Work order:
Copy all lines of the listing that include the string "NoRepositories".

Data excerpts:
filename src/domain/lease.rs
//! Lease command formatting

use std::fmt;

use crate::domain::manifest::DatabaseParams;

/// Program invoked by the generated command.
pub const LEASE_PROGRAM: &str = "bart";

/// A ready-to-run `bart database lease request` invocation.
///
/// Values are interpolated verbatim: whitespace or shell metacharacters in
/// a resolved value end up unquoted in the command line.
#[derive(Debug, Clone, PartialEq, Eq)]
pub struct LeaseCommand {
    params: DatabaseParams,
}

impl LeaseCommand {
    pub fn new(params: DatabaseParams) -> Self {
        Self { params }
    }

    pub fn params(&self) -> &DatabaseParams {
        &self.params
    }
}

impl From<DatabaseParams> for LeaseCommand {
    fn from(params: DatabaseParams) -> Self {
        Self::new(params)
    }
}

impl fmt::Display for LeaseCommand {
    fn fmt(&self, f: &mut fmt::Formatter<'_>) -> fmt::Result {
        write!(
            f,
            "{LEASE_PROGRAM} database lease request -i {} -d {} -s {}",
            self.params.host, self.params.name, self.params.schema
        )
    }
}
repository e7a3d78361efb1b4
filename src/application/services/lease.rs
//! Lease command generation service
//!
//! Drives the whole flow: token, repository listing and choice, manifest
//! fetch, environment choice, field resolution and command formatting.
//! Every early stop is an [`ApplicationError::Halted`] carrying the stage
//! the flow reached.

use std::sync::Arc;

use tracing::{debug, instrument};

use crate::application::{ApplicationError, ApplicationResult, HostResultExt};
use crate::config::Settings;
use crate::domain::{
    AccessToken, HaltReason, LeaseCommand, LeaseFlow, LeaseStage, Manifest, ResolveError,
};
use crate::infrastructure::traits::{RepositoryHost, SelectionItem, Selector, TokenProvider};

pub const REPOSITORY_PROMPT: &str = "Select a service repo";
pub const ENVIRONMENT_PROMPT: &str = "Select environment (e.g. dev or prod)";

/// Choices made up front; `None` means "ask interactively".
#[derive(Debug, Clone, Default, PartialEq, Eq)]
pub struct LeaseRequest {
    pub repository: Option<String>,
    pub environment: Option<String>,
}

/// A generated lease command with the choices that produced it.
#[derive(Debug, Clone, PartialEq, Eq)]
pub struct GeneratedLease {
    pub repository: String,
    pub environment: String,
    pub command: LeaseCommand,
}

/// Service generating lease commands from repository manifests.
pub struct LeaseService {
    settings: Arc<Settings>,
    tokens: Arc<dyn TokenProvider>,
    host: Arc<dyn RepositoryHost>,
    selector: Arc<dyn Selector>,
}

impl LeaseService {
    pub fn new(
        settings: Arc<Settings>,
        tokens: Arc<dyn TokenProvider>,
        host: Arc<dyn RepositoryHost>,
        selector: Arc<dyn Selector>,
    ) -> Self {
        Self {
            settings,
            tokens,
            host,
            selector,
        }
    }

    /// Run the full flow and return the generated command.
    #[instrument(skip(self))]
    pub fn generate(&self, request: &LeaseRequest) -> ApplicationResult<GeneratedLease> {
        let mut flow = LeaseFlow::new();
        let org = self.settings.org.as_str();
        let manifest_path = self.settings.manifest_path.as_str();

        let Some(token) = self.tokens.resolve_token() else {
            return Err(stop(&mut flow, HaltReason::MissingCredential));
        };
        flow.advance(LeaseStage::TokenResolved)?;

        let repository = match &request.repository {
            Some(repo) => repo.clone(),
            None => {
                let repos = self.list_repositories(&token, org)?;
                if repos.is_empty() {
                    return Err(stop(
                        &mut flow,
                        HaltReason::NoRepositories { org: org.into() },
                    ));
                }
                flow.advance(LeaseStage::RepoListed)?;
                match self.pick(&repos, REPOSITORY_PROMPT)? {
                    Some(repo) => repo,
                    None => return Err(stop(&mut flow, HaltReason::Cancelled)),
                }
            }
        };
        flow.advance(LeaseStage::RepoChosen)?;
        debug!("generate: repository={}", repository);

        let Some(manifest) = self.load_manifest(&token, &repository)? else {
            return Err(stop(
                &mut flow,
                HaltReason::ManifestNotFound {
                    repository,
                    path: manifest_path.into(),
                },
            ));
        };
        flow.advance(LeaseStage::ManifestFetched)?;

        let environments: Vec<String> = manifest
            .environment_names()
            .into_iter()
            .map(str::to_string)
            .collect();
        if environments.is_empty() {
            return Err(stop(
                &mut flow,
                HaltReason::NoEnvironments {
                    path: manifest_path.into(),
                },
            ));
        }
        flow.advance(LeaseStage::EnvListed)?;

        let environment = match &request.environment {
            Some(env) if environments.contains(env) => env.clone(),
            Some(env) => {
                return Err(stop(
                    &mut flow,
                    HaltReason::UnknownEnvironment {
                        environment: env.clone(),
                        path: manifest_path.into(),
                    },
                ))
            }
            None => match self.pick(&environments, ENVIRONMENT_PROMPT)? {
                Some(env) => env,
                None => return Err(stop(&mut flow, HaltReason::Cancelled)),
            },
        };
        flow.advance(LeaseStage::EnvChosen)?;
        debug!("generate: environment={}", environment);

        let params = match manifest.resolve(&environment) {
            Ok(params) => params,
            Err(ResolveError::Unresolved { missing, .. }) => {
                return Err(stop(
                    &mut flow,
                    HaltReason::UnresolvedDatabase {
                        environment,
                        path: manifest_path.into(),
                        missing,
                    },
                ))
            }
            Err(ResolveError::UnknownEnvironment(environment)) => {
                return Err(stop(
                    &mut flow,
                    HaltReason::UnknownEnvironment {
                        environment,
                        path: manifest_path.into(),
                    },
                ))
            }
        };
        flow.advance(LeaseStage::FieldsResolved)?;

        let command = LeaseCommand::from(params);
        flow.advance(LeaseStage::CommandPresented)?;

        Ok(GeneratedLease {
            repository,
            environment,
            command,
        })
    }

    /// All repositories of the configured organization, sorted by name.
    #[instrument(skip(self))]
    pub fn repositories(&self) -> ApplicationResult<Vec<String>> {
        let mut flow = LeaseFlow::new();
        let Some(token) = self.tokens.resolve_token() else {
            return Err(stop(&mut flow, HaltReason::MissingCredential));
        };
        flow.advance(LeaseStage::TokenResolved)?;

        let repos = self.list_repositories(&token, &self.settings.org)?;
        if repos.is_empty() {
            return Err(stop(
                &mut flow,
                HaltReason::NoRepositories {
                    org: self.settings.org.clone(),
                },
            ));
        }
        Ok(repos)
    }

    /// Environment names defined in a repository's manifest.
    #[instrument(skip(self))]
    pub fn environments(&self, repository: &str) -> ApplicationResult<Vec<String>> {
        let mut flow = LeaseFlow::new();
        let manifest_path = self.settings.manifest_path.as_str();
        let Some(token) = self.tokens.resolve_token() else {
            return Err(stop(&mut flow, HaltReason::MissingCredential));
        };
        flow.advance(LeaseStage::TokenResolved)?;
        flow.advance(LeaseStage::RepoChosen)?;

        let Some(manifest) = self.load_manifest(&token, repository)? else {
            return Err(stop(
                &mut flow,
                HaltReason::ManifestNotFound {
                    repository: repository.into(),
                    path: manifest_path.into(),
                },
            ));
        };
        flow.advance(LeaseStage::ManifestFetched)?;

        let environments: Vec<String> = manifest
            .environment_names()
            .into_iter()
            .map(str::to_string)
            .collect();
        if environments.is_empty() {
            return Err(stop(
                &mut flow,
                HaltReason::NoEnvironments {
                    path: manifest_path.into(),
                },
            ));
        }
        Ok(environments)
    }

    /// Repository names of `org`, sorted ascending.
    pub fn list_repositories(&self, token: &AccessToken, org: &str) -> ApplicationResult<Vec<String>> {
        let mut repos = self
            .host
            .list_repositories(token, org)
            .with_host_context("list repositories of", org)?;
        repos.sort();
        debug!("list_repositories: {} repos in {}", repos.len(), org);
        Ok(repos)
    }

    /// Manifest text from the repository's default branch.
    ///
    /// Failing to read the file (missing, wrong branch, permissions, network)
    /// yields `None`; the cause is only logged. A response without content
    /// (e.g. a directory) and an empty file also yield `None`, so they are
    /// reported as "not found" instead of ending the flow silently.
    /// Failing to read repository metadata is an error.
    pub fn fetch_manifest(
        &self,
        token: &AccessToken,
        repository: &str,
    ) -> ApplicationResult<Option<String>> {
        let org = self.settings.org.as_str();
        let branch = self
            .host
            .default_branch(token, org, repository)
            .with_host_context("get repository", repository)?
            .unwrap_or_else(|| self.settings.fallback_branch.clone());
        debug!("fetch_manifest: {}/{}@{}", org, repository, branch);

        match self.host.file_contents(
            token,
            org,
            repository,
            &self.settings.manifest_path,
            &branch,
        ) {
            Ok(Some(text)) if !text.is_empty() => Ok(Some(text)),
            Ok(_) => {
                debug!("fetch_manifest: no content for {}", repository);
                Ok(None)
            }
            Err(e) => {
                debug!("fetch_manifest: {} failed: {}", repository, e);
                Ok(None)
            }
        }
    }

    /// Fetch and parse the manifest; invalid YAML is an error.
    pub fn load_manifest(
        &self,
        token: &AccessToken,
        repository: &str,
    ) -> ApplicationResult<Option<Manifest>> {
        match self.fetch_manifest(token, repository)? {
            Some(text) => Ok(Some(Manifest::parse(&text)?)),
            None => Ok(None),
        }
    }

    fn pick(&self, values: &[String], prompt: &str) -> ApplicationResult<Option<String>> {
        let items: Vec<SelectionItem> = values.iter().map(SelectionItem::plain).collect();
        let selected = self
            .selector
            .select_one(&items, prompt)
            .map_err(|message| ApplicationError::Selection { message })?;
        Ok(selected.map(|item| item.value))
    }
}

fn stop(flow: &mut LeaseFlow, reason: HaltReason) -> ApplicationError {
    ApplicationError::Halted(flow.halt(reason))
}
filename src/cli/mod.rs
//! CLI layer: argument parsing and command dispatch

pub mod args;
pub mod commands;
pub mod error;
pub mod output;

pub use args::{Cli, Commands};
pub use error::{CliError, CliResult};
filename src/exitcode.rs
//! Standard exit codes (BSD sysexits.h compatible)

/// Successful termination
pub const OK: i32 = 0;

/// Command line usage error
pub const USAGE: i32 = 64;

/// Data format error (invalid manifest, unresolved database fields)
pub const DATAERR: i32 = 65;

/// Cannot open input (no repositories, manifest not found)
pub const NOINPUT: i32 = 66;

/// Service unavailable (GitHub API failure)
pub const UNAVAILABLE: i32 = 69;

/// Internal software error
pub const SOFTWARE: i32 = 70;

/// Input/output error
pub const IOERR: i32 = 74;

/// Permission denied (no GitHub token)
pub const NOPERM: i32 = 77;

/// Configuration error
pub const CONFIG: i32 = 78;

Exercise solution:
                        HaltReason::NoRepositories { org: org.into() },
                HaltReason::NoRepositories {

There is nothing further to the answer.